Now “Black Swan” defines the notion of a high-impact, low-probability event, e.g. occurring in financial trading, people’s wealth or popularity – events from an extreme realm. That’s in contrast to normally distributed encounters like outcomes of a dice game, people’s body size or the number of someone’s relatives – encounters from a mediocre realm.

From Mediocre…
Here’s a short explanation for the mediocre realms. Rolling a regular dice will never give a number higher than 6 no matter how often it’s thrown. In fact, the more it’s thrown, the more even it’s numbers are distributed and the clearer its average emerges. Measuring people’s weight or number of relatives shows a similar pattern to throwing a dice, the more measurements are encountered the more certain the average becomes. Any new encounter is going to have lesser and lesser impact on the average of the total as the number of measurements increases.

To Extreme…
On the other hand there are the extreme realms. In trading or wealth or popularity, a single encounter can outweigh the rest of the distribution by several orders of magnitude. Most people have an annual income of less than $100k, but the tiny fraction of society that earns more in annual income possesses more than 50% of the entire distribution of wealth. A similar pattern exists with popularity, only very few people are so popular that they’re known by hundreds of thousands or maybe millions of people. But only very very few people are super popular so they’re known by billions. Averaging over a given set only works for so long, until a high-impact “outlier” is encountered that dominates the entire distribution. Averaging the popularity of hundreds of thousands of farmers, industrial workers or local mayors cannot account for the impact on the total popularity distribution by the encounter of a single Mahatma Gandhi.

On Errors
Taleb is spending a lot of time in the book on condemning the application of the Gauss distribution in fields that are prone to extreme encounters especially economics.
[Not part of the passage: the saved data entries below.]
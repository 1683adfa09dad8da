//! Binary reduction tree with carry-forward for odd widths.
//!
//! The kernels never accumulate a dot product left to right. Each product
//! vector is folded in place: at width `W` the upper `W / 2` elements are added
//! onto the lower `W / 2`, and when `W` is odd the unpaired last element is
//! copied to slot `W / 2` so it joins the next round untouched. The next width is
//! therefore `W / 2 + W % 2`. For the default recurrent width this gives
//! `228 → 114 → 57 → 29 → 15 → 8 → 4 → 2 → 1`.
//!
//! The order of additions is fixed by the width alone, so results are
//! reproducible bit for bit across runs, tiles and threads.

/// Returns the width of the round following a round of width `width`.
#[inline(always)]
pub fn next_width(width: usize) -> usize {
    width / 2 + width % 2
}

/// Folds `values` in place and returns the reduced sum.
///
/// The contents of `values` are clobbered. An empty slice reduces to `0.0`.
#[inline(always)]
pub fn tree_reduce(values: &mut [f32]) -> f32 {
    let mut width = values.len();
    if width == 0 {
        return 0.0;
    }

    while width > 1 {
        let half = width / 2;
        for i in 0..half {
            values[i] += values[half + i];
        }
        if width % 2 == 1 {
            // slot `half` was already consumed as a partner above
            values[half] = values[width - 1];
        }
        width = half + width % 2;
    }

    values[0]
}

/// Widths visited by [`tree_reduce`] for an input of `width` elements, including
/// the starting width and the final width of 1.
pub fn reduction_schedule(width: usize) -> Vec<usize> {
    let mut schedule = Vec::new();
    if width == 0 {
        return schedule;
    }
    let mut current = width;
    schedule.push(current);
    while current > 1 {
        current = next_width(current);
        schedule.push(current);
    }
    schedule
}
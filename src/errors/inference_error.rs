//! Error types for shape validation and inference execution.

use thiserror::Error;

/// Errors that can occur while validating a model shape or running the kernels.
#[derive(Error, Debug, Clone, PartialEq, Eq)]
pub enum InferenceError {
    #[error("Invalid shape: {field} must be greater than 0")]
    InvalidShape { field: &'static str },

    #[error("Shape mismatch: {left} ({left_size}) must equal {right} ({right_size})")]
    ShapeMismatch {
        left: &'static str,
        left_size: usize,
        right: &'static str,
        right_size: usize,
    },

    #[error("The batch size {batch_size} must be a multiple of the tile size {tile_batch}")]
    TileDoesNotDivideBatch { batch_size: usize, tile_batch: usize },

    #[error("The dense input size {size} must be a power of two")]
    DenseInputNotPowerOfTwo { size: usize },

    #[error("Buffer '{buffer}' has {actual} elements, but the shape requires {expected}")]
    BufferSizeMismatch {
        buffer: &'static str,
        expected: usize,
        actual: usize,
    },

    #[error("Token {token} at sample {sample}, position {position} is outside the vocabulary of {word_num} words")]
    TokenOutOfRange {
        token: u32,
        sample: usize,
        position: usize,
        word_num: usize,
    },

    #[error("The {reference} labels hold {actual} entries, but {expected} predictions need scoring")]
    ReferenceLengthMismatch {
        reference: &'static str,
        expected: usize,
        actual: usize,
    },

    #[error("The dataset holds {sample_num} samples, fewer than one batch of {batch_size}")]
    EmptyDataset { sample_num: usize, batch_size: usize },
}
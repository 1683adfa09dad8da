//! Loading of flat numeric buffers from whitespace-separated text files.
//!
//! Weight and dataset files hold one decimal scalar per token, flattened
//! row-major. The loader reads exactly the number of values a buffer needs and
//! fails on the first unreadable file, unparsable token or short file.

use std::fs;
use std::path::Path;
use std::str::FromStr;

use log::{debug, warn};

use crate::errors::{LoadError, LoadResult};

/// Reads exactly `expected_len` values of type `T` from the file at `path`.
///
/// Values beyond `expected_len` are ignored with a warning.
pub fn load_values<T: FromStr>(path: &Path, expected_len: usize) -> LoadResult<Vec<T>> {
    let contents = fs::read_to_string(path).map_err(|source| LoadError::Io {
        path: path.to_path_buf(),
        source,
    })?;

    let values = parse_values(&contents, expected_len, path)?;
    debug!("Loaded {} values from {}", values.len(), path.display());
    Ok(values)
}

/// Parses exactly `expected_len` values from whitespace-separated text.
///
/// `origin` only labels errors.
pub fn parse_values<T: FromStr>(
    contents: &str,
    expected_len: usize,
    origin: &Path,
) -> LoadResult<Vec<T>> {
    let mut values = Vec::with_capacity(expected_len);
    let mut tokens = contents.split_whitespace();

    for (index, token) in tokens.by_ref().take(expected_len).enumerate() {
        let value = token.parse::<T>().map_err(|_| LoadError::Parse {
            path: origin.to_path_buf(),
            index,
            token: token.to_string(),
        })?;
        values.push(value);
    }

    if values.len() < expected_len {
        return Err(LoadError::TooFewValues {
            path: origin.to_path_buf(),
            expected: expected_len,
            actual: values.len(),
        });
    }

    let extra = tokens.count();
    if extra > 0 {
        warn!(
            "Ignoring {} trailing values in {} after the expected {}",
            extra,
            origin.display(),
            expected_len
        );
    }

    Ok(values)
}
//! Default shape constants of the sentiment classifier the kernels were sized for.
//!
//! The recurrent input and state widths concatenate to 228, which is the width
//! the carry-forward reduction tree is laid out for.

/// Vocabulary size of the embedding table.
pub const WORD_NUM: usize = 10_000;
/// Width of one embedding vector.
pub const WORD_SIZE: usize = 100;

pub const RNN_INPUT_SIZE: usize = WORD_SIZE;
pub const RNN_STATE_SIZE: usize = 128;
pub const RNN_BATCH_SIZE: usize = 64;

pub const FC_INPUT_SIZE: usize = RNN_STATE_SIZE;
pub const FC_OUTPUT_SIZE: usize = 2;
pub const FC_BATCH_SIZE: usize = RNN_BATCH_SIZE;

pub const SM_BATCH_SIZE: usize = FC_BATCH_SIZE;
pub const SM_CLASS_SIZE: usize = FC_OUTPUT_SIZE;

/// Number of batch rows processed together by one kernel tile.
pub const TILE_BATCH: usize = 32;

/// Number of sequences in the evaluation dataset.
pub const SAMPLE_NUM: usize = 1000;
/// Number of tokens in every sequence.
pub const SAMPLE_LEN: usize = 50;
Rightfully so, but I would have enjoyed learning more about examples of fields that are from the extreme realms and not widely recognized as such. The crux of the inapplicability of the Gauss distribution in the extreme realms lies in two things:

  1. Small probabilities are not accurately computable from sample data, at least not accurately enough to allow for precise decision making. The reason is simple, since the probabilities of rare events are very small, there simply cannot be enough data present to match any distribution model with high confidence.
  2. Rare events that have huge impact, enough impact to outweigh the cumulative effect of all other distribution data, are fundamentally non-Gaussian. Fractal distributions may be useful to retrofit a model to such data, but don’t allow for accurate predictability. We simply need to integrate the randomness and uncertainty of these events into our decision making process.

Aggravation in the Modern Age
Now Taleb very forcefully articulates what he thinks about economists applying mathematical tools from the mediocre realms (Gauss distribution, averaging, disguising uncertain forecasts as “risk measurements”, etc) to extreme realm encounters like trade results and if you look for that, you’ll find plenty of well pointed criticism in that book. But what struck me as very interesting and a new excavation in an analytical sense is that our trends towards globalisation and high interconnectedness which yield ever growing and increasingly bigger entities (bigger corporations, bigger banks, quicker and greater popularity, etc) are building up the potential for rare events to have higher and higher impacts. E.g. an eccentric pop song can make you much more popular these days on the Internet than TV could do for you 20 years ago. A small number of highly interconnected banks these days have become so big that they “cannot be allowed to fail”.

We are all Human
Considering how humans are essentially functioning as heuristic and not precise systems (and for good reasons), every human inevitably will commit mistakes and errors at some point and to some lesser or larger degree. Now admitting we all error once in a while, exercising a small miscalculation during grocery shopping, buying a family house, budgeting a 100 people company, leading a multi-million people country or operating a multi-trillion currency reserve bank has of course vastly different consequences.

What really got me
So the increasing centralisation and increasing growth of giant entities ensures that todays and future miscalculations are disproportionally exponentiated. In addition, use of the wrong mathematical tools ensures miscalculations won’t be small, won’t be rare, their frequency is likely to increase.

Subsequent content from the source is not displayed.